The fate of a multi-billion dollar industry in Colorado, and the landscape of the 2014 November ballot, will be greatly effected by the outcome of a Loveland vote on a two-year energy moratorium.
The fight has taken a nasty tone over the last week. The Sierra Club has jumped into the Loveland ballot contest both feet first. The national green group has been running an aggressive ground game and ballot collection effort.
From the Sierra Club:
Dear Sierra Club Activists,
The Sierra Club has endorsed the Loveland 2-year fracking moratorium ballot initiative. This weekend, please help the Protect Our Loveland campaign notify voters that ballots will be mailed out on June 2, with election day on June 24. More info below…
Lauren Swain, Chair
RMC Beyond Oil & Gas Team
Unfortunately, the fracktivists haven’t been able to keep their notoriously insane national activist leaders on script. Voters this morning in Loveland opened their newspapers to learn that a leading anti-oil and gas activist had called pro-industry spokesperson BJ Nikkel a “Nazi” and “a dog”. The outrageous epithet was first reported by The Denver Post‘s Lynn Bartels and The Colorado Observer last week.

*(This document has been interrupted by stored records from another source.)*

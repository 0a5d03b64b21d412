// fall.rs - Water surface with falling leaves
//
// Frame order:
//   1. consume a tap (full-strength drop under the finger)
//   2. idle rain when the surface has gone quiet
//   3. heights from the wave field, normals, upload
//   4. riverbed, drifting sky, specular pass (same mesh three times)
//   5. leaves, then leaf motion (landings drop ripples for the next frame)
//
// Mesh cells are indexed with y growing up the screen; screen pixels grow
// down, hence the flips in `inject_cell`.

use glam::{Mat4, Vec3};

use super::{FrameDelay, FrameState, Scene, check_screen};
use crate::config::FallProfile;
use crate::error::ConfigError;
use crate::math::{Random, WHITE, alpha};
use crate::mesh::{MESH_RESOLUTION, WaterMesh};
use crate::render::{Material, MeshId, ProgramId, Quad, Renderer, Stage, TextureId};
use crate::sim::{
    HeightGrid, LEAF_SIZE, Leaf, LeafArea, Leaves, SurfaceNormalEstimator, WaveField,
};
use crate::vertex::as_bytes;

/// Strength of a tap or drop command.
const TAP_STRENGTH: f32 = 1.0;
/// Strength of an idle raindrop.
const RAIN_STRENGTH: f32 = 0.2;
/// Below this summed amplitude the surface counts as quiet.
const QUIET_AMPLITUDE: f32 = 0.2;
/// Longest simulated step, seconds.
const MAX_STEP: f64 = 0.1;
const FIRST_STEP: f64 = 1.0 / 60.0;

const SKY_ALPHA: f32 = 0.5;
const SHADOW: [f32; 4] = [0.0, 0.0, 0.0, 0.15];

const SPECULAR: Material = Material {
    ambient: [0.0, 0.0, 0.0, 1.0],
    diffuse: [0.0, 0.0, 0.0, 1.0],
    specular: [0.44, 0.44, 0.44, 1.0],
    shininess: 40.0,
};

pub struct FallScene {
    profile: FallProfile,
    width: u32,
    height: u32,
    // Landscape surfaces draw the portrait mesh rotated a quarter turn
    rotate: bool,

    mesh: WaterMesh,
    field: WaveField,
    grid: HeightGrid,
    normals: SurfaceNormalEstimator,
    leaves: Leaves,

    sky_offset: (f32, f32),
    sky_speed: (f32, f32),
    last_ms: Option<f64>,
    // Triangle list not yet sent to the host
    indices_dirty: bool,
    rng: Random,
}

impl FallScene {
    pub fn new(
        profile: FallProfile,
        width: u32,
        height: u32,
        seed: u64,
    ) -> Result<Self, ConfigError> {
        profile.validate()?;
        check_screen(width, height)?;

        let mut rng = Random::seeded(seed);
        let mesh = WaterMesh::new(width, height, MESH_RESOLUTION)?;
        let grid = HeightGrid::new(mesh.width, mesh.height)?;
        let field = WaveField::new(&profile.wave_config())?;
        let leaves = Leaves::new(
            profile.leaf_count,
            profile.texture_cells,
            profile.splash_spin_damping,
            profile.reorder_recycled,
            LeafArea { width: 2.0, height: mesh.gl_height },
            &mut rng,
        )?;
        let sky_speed = (rng.range(-0.001, 0.001), rng.range(0.000_08, 0.000_2));

        let mut scene = Self {
            normals: SurfaceNormalEstimator::new(profile.normalize_normals),
            profile,
            width,
            height,
            rotate: width > height,
            mesh,
            field,
            grid,
            leaves,
            sky_offset: (0.0, 0.0),
            sky_speed,
            last_ms: None,
            indices_dirty: true,
            rng,
        };

        // Opening drop somewhere around the middle
        let (w, h) = (width as f32, height as f32);
        let x = (w / 4.0).floor() + (scene.rng.next() * (w / 2.0).floor()).floor();
        let y = (h / 4.0).floor() + (scene.rng.next() * (h / 2.0).floor()).floor();
        scene.add_drop(x, y);

        log::debug!(
            "fall scene {width}x{height}, mesh {}x{}, {:?} eviction",
            scene.mesh.width,
            scene.mesh.height,
            scene.profile.eviction
        );
        Ok(scene)
    }

    pub fn profile(&self) -> &FallProfile {
        &self.profile
    }

    pub fn field(&self) -> &WaveField {
        &self.field
    }

    pub fn height_grid(&self) -> &HeightGrid {
        &self.grid
    }

    pub fn leaves(&self) -> &Leaves {
        &self.leaves
    }

    pub fn mesh(&self) -> &WaterMesh {
        &self.mesh
    }

    /// Start a full-strength ripple under screen pixel `(x, y)`. `x` is
    /// measured across the whole scrollable surface.
    pub fn add_drop(&mut self, x: f32, y: f32) {
        let (w, h) = (self.width as f32, self.height as f32);
        let (mw, mh) = (self.mesh.width as f32, self.mesh.height as f32);
        let (mx, my) = if self.rotate {
            (mw - ((y / h) * mw).trunc(), ((x / w) * mh).trunc())
        } else {
            (((x / w) * mw).trunc(), ((y / h) * mh).trunc())
        };
        inject_cell(&mut self.field, mh, mx, my, TAP_STRENGTH);
    }

    fn frame_step(&mut self, now_ms: f64) -> f32 {
        let dt = match self.last_ms {
            None => FIRST_STEP,
            Some(last) => {
                let dt = (now_ms - last) / 1000.0;
                if dt < 0.0 {
                    log::warn!("clock went backwards by {:.1} ms", -dt * 1000.0);
                }
                dt.clamp(0.0, MAX_STEP)
            }
        };
        self.last_ms = Some(now_ms);
        dt as f32
    }

    fn rain(&mut self, preview: bool) {
        if !preview && self.field.total_amplitude() >= QUIET_AMPLITUDE {
            return;
        }
        let (mw, mh) = (self.mesh.width as f32, self.mesh.height as f32);
        let x = self.rng.below(mw).trunc();
        let y = self.rng.below(mh).trunc();
        let strength = if preview { TAP_STRENGTH } else { RAIN_STRENGTH };
        inject_cell(&mut self.field, mh, x, y, strength);
    }

    fn update_surface(&mut self, x_offset: f32, out: &mut dyn Renderer) {
        let ratio = self.mesh.width as f32 / 2.0;
        self.field.set_shift(x_offset * ratio * 2.0);
        self.grid.rebuild(&self.field);
        self.normals.compute(&self.grid, &mut self.mesh.vertices);
        if self.indices_dirty {
            out.upload_indices(MeshId::Water, as_bytes(&self.mesh.indices));
            self.indices_dirty = false;
        }
        out.upload(MeshId::Water, as_bytes(&self.mesh.vertices));
    }

    fn base_matrix(&self) -> Mat4 {
        if self.rotate {
            Mat4::from_rotation_z(90f32.to_radians())
        } else {
            Mat4::IDENTITY
        }
    }

    fn draw_water(&mut self, x_offset: f32, frames: f32, out: &mut dyn Renderer) {
        out.bind_program(Stage::Vertex, ProgramId::Ortho);
        out.bind_program(Stage::Fragment, ProgramId::Background);
        out.bind_program(Stage::Store, ProgramId::Additive);
        out.load_model_matrix(&self.base_matrix());

        // Riverbed
        out.set_color(WHITE);
        out.bind_texture(ProgramId::Background, TextureId::Riverbed);
        out.load_texture_matrix(&Mat4::from_translation(Vec3::new(x_offset, 0.0, 0.0)));
        out.draw_mesh(MeshId::Water);

        // Sky reflection, drifting and wrapping
        out.set_color(alpha(SKY_ALPHA));
        out.bind_program(Stage::Fragment, ProgramId::Modulate);
        out.bind_program(Stage::Store, ProgramId::Blend);
        out.bind_texture(ProgramId::Modulate, TextureId::Sky);
        let mut sx = self.sky_offset.0 + self.sky_speed.0 * frames;
        let mut sy = self.sky_offset.1 + self.sky_speed.1 * frames;
        if !(-1.0..=1.0).contains(&sx) {
            sx = 0.0;
        }
        if sy > 1.0 {
            sy = 0.0;
        }
        self.sky_offset = (sx, sy);
        out.load_texture_matrix(&Mat4::from_translation(Vec3::new(sx + x_offset, sy, 0.0)));
        out.draw_mesh(MeshId::Water);
        out.load_texture_matrix(&Mat4::IDENTITY);

        // Specular highlights
        out.set_material(&SPECULAR);
        out.bind_program(Stage::Store, ProgramId::Additive);
        out.bind_program(Stage::Fragment, ProgramId::Lighting);
        out.bind_program(Stage::Vertex, ProgramId::Lit);
        out.draw_mesh(MeshId::Water);
    }

    fn draw_leaves(&self, x_offset: f32, out: &mut dyn Renderer) {
        out.bind_program(Stage::Fragment, ProgramId::Modulate);
        out.bind_program(Stage::Store, ProgramId::Blend);
        out.bind_program(Stage::Vertex, ProgramId::Ortho);
        out.bind_texture(ProgramId::Modulate, TextureId::Leaves);

        let base = self.base_matrix();
        let fade_from = self.profile.shadow_fade_altitude;
        for (_, leaf) in self.leaves.pool().iter() {
            let quad = Quad::centred(LEAF_SIZE, leaf.u1, leaf.u2);
            let x = leaf.x - x_offset * 2.0;
            if leaf.altitude > 0.0 {
                out.set_color(SHADOW);
                out.load_model_matrix(&leaf_matrix(base, leaf, x, 0.0));
                out.draw_quad(&quad);
                out.set_color(alpha(leaf.fade_alpha(fade_from)));
                out.load_model_matrix(&leaf_matrix(base, leaf, x, -leaf.altitude));
            } else {
                out.set_color(WHITE);
                out.load_model_matrix(&leaf_matrix(base, leaf, x, 0.0));
            }
            out.draw_quad(&quad);
        }
        out.load_model_matrix(&base);
    }

    fn move_leaves(&mut self, frames: f32) {
        let field = &mut self.field;
        let (mw, mh) = (self.mesh.width as f32, self.mesh.height as f32);
        let (gl_w, gl_h) = (2.0, self.mesh.gl_height);
        self.leaves.step(frames, &mut self.rng, |x, y| {
            let mx = ((x + gl_w * 0.5) / gl_w) * mw;
            let my = mh - ((y + gl_h * 0.5) / gl_h) * mh;
            inject_cell(field, mh, mx.trunc(), my.trunc(), TAP_STRENGTH);
        });
    }
}

fn leaf_matrix(base: Mat4, leaf: &Leaf, x: f32, z: f32) -> Mat4 {
    base * Mat4::from_translation(Vec3::new(x, leaf.y, z))
        * Mat4::from_scale(Vec3::new(leaf.scale, leaf.scale, 1.0))
        * Mat4::from_rotation_z(leaf.angle.to_radians())
}

/// Inject at mesh column `mx`, row `my` counted from the top.
fn inject_cell(field: &mut WaveField, mesh_height: f32, mx: f32, my: f32, strength: f32) {
    field.inject(mx, mesh_height - my - 1.0, strength);
}

impl Scene for FallScene {
    fn resize(&mut self, width: u32, height: u32) -> Result<(), ConfigError> {
        check_screen(width, height)?;
        let mesh = WaterMesh::new(width, height, MESH_RESOLUTION)?;
        self.grid = HeightGrid::new(mesh.width, mesh.height)?;
        self.leaves.reset(LeafArea { width: 2.0, height: mesh.gl_height }, &mut self.rng);
        self.mesh = mesh;
        self.width = width;
        self.height = height;
        self.rotate = width > height;
        self.indices_dirty = true;
        log::debug!("fall scene resized to {width}x{height}");
        Ok(())
    }

    fn frame(&mut self, state: &mut FrameState, out: &mut dyn Renderer) -> FrameDelay {
        let dt = self.frame_step(state.now_ms);
        // Leaves and sky move by the same step the ripples take; a stalled
        // clock freezes all of them
        let frames = match (self.profile.decay.is_time_scaled(), dt > 0.0) {
            (_, false) => 0.0,
            (true, true) => dt * 60.0,
            (false, true) => 1.0,
        };

        if let Some(tap) = state.take_tap() {
            let (w, h) = (self.width as f32, self.height as f32);
            if tap.x < 0.0 || tap.y < 0.0 || tap.x > w || tap.y > h {
                log::warn!("tap at ({}, {}) is outside the screen", tap.x, tap.y);
            }
            log::trace!("{:?} at ({}, {})", tap.kind, tap.x, tap.y);
            self.add_drop(tap.x + self.width as f32 * state.x_offset, tap.y);
        }
        self.rain(state.preview);

        self.update_surface(state.x_offset, out);
        self.field.advance(dt);

        self.draw_water(state.x_offset, frames, out);
        self.draw_leaves(state.x_offset, out);
        self.move_leaves(frames);

        FrameDelay::from_millis(self.profile.frame_delay_ms)
    }
}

Talk about being off message when it matters most.
On the other side of the gun fight is the one and the same Nikkel, known best as being the key vote to advance civil union legislation two years ago. Nikkel leads an industry-backed group that has spent hundreds of thousands of dollars, according to local press reports, fighting the anti-frack propagandist. The former State Rep. has been a pit bull. Mrs. Honey Badger anyone?
Coloradans for Responsible Energy Development has, according to local press accounts, stepped up its pro-energy messaging in the community.

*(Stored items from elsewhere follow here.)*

//! Whole scenes driven through the recording renderer.

use ripple_engine::config::{FallProfile, GalaxyProfile, GrassProfile, NexusProfile};
use ripple_engine::render::{Command, CommandLog, Encoder, MeshId, ProgramId, TextureId};
use ripple_engine::scene::{
    FallScene, FrameDelay, FrameState, GalaxyScene, GrassScene, NexusScene, Scene, TapKind,
};

fn run<S: Scene>(scene: &mut S, state: &mut FrameState, frames: u32) -> (CommandLog, FrameDelay) {
    let mut log = CommandLog::new();
    let mut delay = FrameDelay::Asap;
    for _ in 0..frames {
        log.clear();
        state.now_ms += 16.0;
        delay = scene.frame(state, &mut log);
    }
    (log, delay)
}

mod fall {
    use super::*;

    #[test]
    fn profiles_pace_differently() {
        let mut classic = FallScene::new(FallProfile::classic(), 480, 800, 1).unwrap();
        let mut drift = FallScene::new(FallProfile::drift(), 480, 800, 1).unwrap();
        let mut state = FrameState::new(480, 800);
        assert_eq!(run(&mut classic, &mut state.clone(), 2).1, FrameDelay::Asap);
        assert_eq!(run(&mut drift, &mut state, 2).1, FrameDelay::Millis(30));
    }

    #[test]
    fn preview_rains_every_frame() {
        let mut scene = FallScene::new(FallProfile::drift(), 320, 480, 5).unwrap();
        let mut state = FrameState::new(320, 480);
        state.preview = true;
        run(&mut scene, &mut state, 6);
        let live = scene.field().sources().iter().filter(|s| s.is_active()).count();
        assert!(live >= 6, "expected a drop per frame, got {live} live sources");
    }

    #[test]
    fn quiet_surface_gets_idle_rain() {
        let mut scene = FallScene::new(FallProfile::classic(), 320, 480, 5).unwrap();
        let mut state = FrameState::new(320, 480);
        // Let the opening drop die out
        run(&mut scene, &mut state, 200);
        assert!(scene.field().total_amplitude() > 0.0);
        assert!(scene.field().sources().iter().all(|s| s.amplitude() <= 1.0));
    }

    #[test]
    fn every_leaf_is_drawn_each_frame() {
        let profile = FallProfile::classic();
        let leaves = profile.leaf_count;
        let mut scene = FallScene::new(profile, 480, 800, 9).unwrap();
        let (log, _) = run(&mut scene, &mut FrameState::new(480, 800), 1);
        let quads = log.commands.iter().filter(|c| matches!(c, Command::Quad(_))).count();
        // Settling leaves add a shadow quad
        assert!(quads >= leaves && quads <= leaves * 2);
        let bind_leaves = Command::BindTexture(ProgramId::Modulate, TextureId::Leaves);
        assert!(log.commands.contains(&bind_leaves));
    }

    #[test]
    fn taps_far_off_screen_are_harmless() {
        let mut scene = FallScene::new(FallProfile::drift(), 480, 800, 2).unwrap();
        let mut state = FrameState::new(480, 800);
        state.push_tap(TapKind::Drop, -5000.0, 9000.0);
        run(&mut scene, &mut state, 3);
        assert!(state.pending_tap().is_none());
    }

    #[test]
    fn height_grid_tracks_the_field() {
        let mut scene = FallScene::new(FallProfile::classic(), 480, 800, 4).unwrap();
        run(&mut scene, &mut FrameState::new(480, 800), 4);
        let (lo, hi) = scene.height_grid().extent();
        assert!(hi > lo);
    }
}

mod nexus {
    use super::*;

    #[test]
    fn pulses_eventually_draw() {
        let mut scene = NexusScene::new(NexusProfile::default(), 480, 800, 0.0, 3).unwrap();
        let mut state = FrameState::new(480, 800);
        // Every pulse starts within the restart delay
        state.now_ms = 2_100.0;
        let (log, delay) = run(&mut scene, &mut state, 1);
        assert_eq!(delay, FrameDelay::Millis(45));
        assert!(!scene.sprites().is_empty());
        let glows = log
            .commands
            .iter()
            .filter(|c| matches!(c, Command::BindTexture(_, TextureId::Glow)))
            .count();
        assert_eq!(glows, scene.sprites().len());
    }

    #[test]
    fn extras_go_dormant_after_crossing() {
        let mut scene = NexusScene::new(NexusProfile::default(), 480, 800, 0.0, 3).unwrap();
        let mut state = FrameState::new(480, 800);
        state.push_tap(TapKind::Tap, 240.0, 400.0);
        run(&mut scene, &mut state, 1);
        let active = |s: &NexusScene| {
            s.pulses().extras().slots().iter().filter(|p| p.active).count()
        };
        assert_eq!(active(&scene), 4);

        // 1.5x speed crosses 960 px well within ten seconds
        state.now_ms += 10_000.0;
        run(&mut scene, &mut state, 1);
        assert_eq!(active(&scene), 0);
    }
}

mod grass {
    use super::*;

    #[test]
    fn blades_are_one_upload() {
        let profile = GrassProfile { blade_count: 40, ..Default::default() };
        let mut scene = GrassScene::new(profile, 480, 800, 8).unwrap();
        let (log, delay) = run(&mut scene, &mut FrameState::new(480, 800), 3);
        assert_eq!(delay, FrameDelay::Asap);
        let uploads = log
            .commands
            .iter()
            .filter(|c| matches!(c, Command::Upload(MeshId::Blades, _)))
            .count();
        assert_eq!(uploads, 1);
    }

    #[test]
    fn resize_replants() {
        let profile = GrassProfile { blade_count: 10, ..Default::default() };
        let mut scene = GrassScene::new(profile, 480, 800, 8).unwrap();
        scene.resize(1080, 1920).unwrap();
        assert_eq!(scene.blades().len(), 10);
        assert!(scene.blades().iter().all(|b| b.x >= 0.0 && b.x <= 1080.0));
    }
}

mod galaxy {
    use super::*;

    #[test]
    fn encoded_stream_covers_every_star() {
        let profile = GalaxyProfile { star_count: 100, ..Default::default() };
        let mut scene = GalaxyScene::new(profile, 480, 800, 1).unwrap();
        let mut out = Encoder::new();
        let delay = scene.frame(&mut FrameState::new(480, 800), &mut out);
        assert_eq!(delay.as_millis(), 1);
        assert_eq!(out.words()[0], 1.0);
        let star_size = std::mem::size_of::<ripple_engine::vertex::StarVertex>();
        assert_eq!(out.uploads_len(), 100 * star_size);
    }

    #[test]
    fn stars_keep_their_orbit_radius() {
        let profile = GalaxyProfile { star_count: 50, ..Default::default() };
        let mut scene = GalaxyScene::new(profile, 480, 800, 1).unwrap();
        let before: Vec<f32> = scene.stars().iter().map(|s| s.distance).collect();
        run(&mut scene, &mut FrameState::new(480, 800), 10);
        let after: Vec<f32> = scene.stars().iter().map(|s| s.distance).collect();
        assert_eq!(before, after);
    }
}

Added up, what you see is (hat-tip to the Post‘s Bartels on this phrase) a Goliath vs. Goliath proxy war over fracking in Loveland.
Tea-leaf readers will be doing their best to conjure what the outcome of the election means for wider statewide jockeying.
If the Loveland moratorium passes, look for talk of a special session to intensify and Jared Polis to puff his feathers.
If the Loveland ban flames out, expect anti-Polis hardliners to point to Loveland as a firewall demonstrating that, while bans may have support in liberal and center-left bastions like Boulder and Broomfield, respectively, all this fracking noise is dead-in-the-water when the debate plays out on more neutral ground.
We have written at length about how little the success of a fracking ban in a college town like Boulder or Fort Collins speaks to the fate of the same debate statewide. Even Broomfield, where a ban passed by only a dozen or so votes, was carried by President Obama by a wide margin.
If Loveland voters give the same anti-fracking verdict, the fracktivists can claim the upper-hand.
If voters reject the ban, the oil and gas industry and “drill baby drill” Republicans will have a firewall to point to in Loveland.